In a column published here in August, Karen Coker of a new anti-hunting and anti-trapping group, WildWatch Maine, sharply criticized beaver trapping, claiming “Mainers are becoming increasingly intolerant of the brutal methods used to trap these charismatic animals.”

I sure hope that is not true. And I’ve certainly never known beaver to be described as charismatic. Destructive, certainly, aggressive, yes, damaging, for sure, but not charismatic. And today’s trapping methods are not brutal.

Beaver flood our roads, cut down our most valuable trees, and even chase us out of our favorite trout pools. At least, I was once chased out of a favorite pool by a very aggressive beaver.
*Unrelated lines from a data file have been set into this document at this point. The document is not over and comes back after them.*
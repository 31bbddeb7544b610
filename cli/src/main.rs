use clap::{Parser, Subcommand, ValueEnum};

use kubeaudit::commands;
use kubeaudit::exit_codes::*;

/// Initialize the logger based on the verbose flag.
fn init_logger(verbose: bool) {
    let mut builder = env_logger::Builder::from_default_env();
    if verbose {
        builder.filter_level(log::LevelFilter::Debug);
    } else {
        builder.filter_level(log::LevelFilter::Info);
    }
    builder.init();
}

/// Output format for scan results.
#[derive(Clone, Debug, ValueEnum)]
pub enum OutputFormat {
    /// Human-readable findings with per-rule and per-unit summaries.
    Text,
    /// Machine-readable JSON report.
    Json,
}

#[derive(Parser)]
#[command(name = "kubeaudit")]
#[command(about = "Audit Go source trees for Kubernetes client usage anti-patterns", long_about = None)]
#[command(version)]
struct Cli {
    #[command(subcommand)]
    command: Commands,
}

#[derive(Subcommand)]
enum Commands {
    /// Scan source trees and report findings
    Scan {
        /// Directories to scan (each may contain many Go packages)
        #[arg(value_name = "PATH", default_value = ".")]
        paths: Vec<String>,
        /// Comma-separated rule IDs to run exclusively (e.g. K8S001,K8S011)
        #[arg(long, value_name = "IDS")]
        rules: Option<String>,
        /// Comma-separated rule IDs to disable (added to the default set)
        #[arg(long, value_name = "IDS")]
        disable: Option<String>,
        /// Run every rule, including the default-disabled ones
        #[arg(long)]
        all_rules: bool,
        /// Output format
        #[arg(long, value_name = "FORMAT", default_value = "text")]
        format: OutputFormat,
        /// Enable verbose logging
        #[arg(long, short = 'v')]
        verbose: bool,
    },
    /// List the rule catalog
    Rules,
    /// Clone or update every repository of a GitHub organization
    CloneOrg {
        /// GitHub organization to mirror
        #[arg(long, value_name = "ORG")]
        org: String,
        /// Destination directory for repositories
        #[arg(long, value_name = "DIR", default_value = "sources")]
        dest: String,
        /// Shallow-clone history depth
        #[arg(long, value_name = "N", default_value = "1")]
        depth: u32,
        /// Per-repository git timeout in seconds
        #[arg(long, value_name = "SECS", default_value = "300")]
        timeout: u64,
        /// List repositories but skip cloning/updating
        #[arg(long)]
        skip_clone: bool,
        /// Enable verbose logging
        #[arg(long, short = 'v')]
        verbose: bool,
    },
}

#[tokio::main]
async fn main() {
    let cli = Cli::parse();
    let exit_code = run_command(cli.command).await;
    std::process::exit(exit_code);
}

async fn run_command(command: Commands) -> i32 {
    match command {
        Commands::Scan {
            paths,
            rules,
            disable,
            all_rules,
            format,
            verbose,
        } => {
            init_logger(verbose);
            let args = commands::scan::ScanArgs {
                paths,
                rules,
                disable,
                all_rules,
                json: matches!(format, OutputFormat::Json),
            };
            match commands::scan::execute(args).await {
                Ok(exit_code) => exit_code,
                Err(e) => {
                    eprintln!("Scan error: {e}");
                    EXIT_ERROR
                }
            }
        }
        Commands::Rules => {
            commands::rules::execute();
            EXIT_OK
        }
        Commands::CloneOrg {
            org,
            dest,
            depth,
            timeout,
            skip_clone,
            verbose,
        } => {
            init_logger(verbose);
            let args = commands::clone_org::CloneOrgArgs {
                org,
                dest,
                depth,
                timeout_secs: timeout,
                skip_clone,
            };
            match commands::clone_org::execute(args).await {
                Ok(exit_code) => exit_code,
                Err(e) => {
                    eprintln!("Clone error: {e}");
                    EXIT_ERROR
                }
            }
        }
    }
}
And I had to put metal sleeves on some of the trees on our lawn to protect them from beaver, which live in the stream that passes by our house. State fish and wildlife Commissioner Chandler Woodcock recently complained, “We have beaver everywhere. They are a nuisance.”

North Country Press recently published my new book of hunting and fishing stories, titled “A Lifetime of Hunting and Fishing.” The stories were written over the last 30 years, including one about trapping.

“Dad also taught me to trap,” I wrote. “Early mornings before school, he always accompanied me to check my traps on a nearby stream. It was exciting to find a muskrat in a trap. And we returned to that same stream to hunt ducks. I have a vision of a flock of black ducks flying low over our decoys and Dad saying ‘Shoot!’ We shot at the same time and each got a duck.”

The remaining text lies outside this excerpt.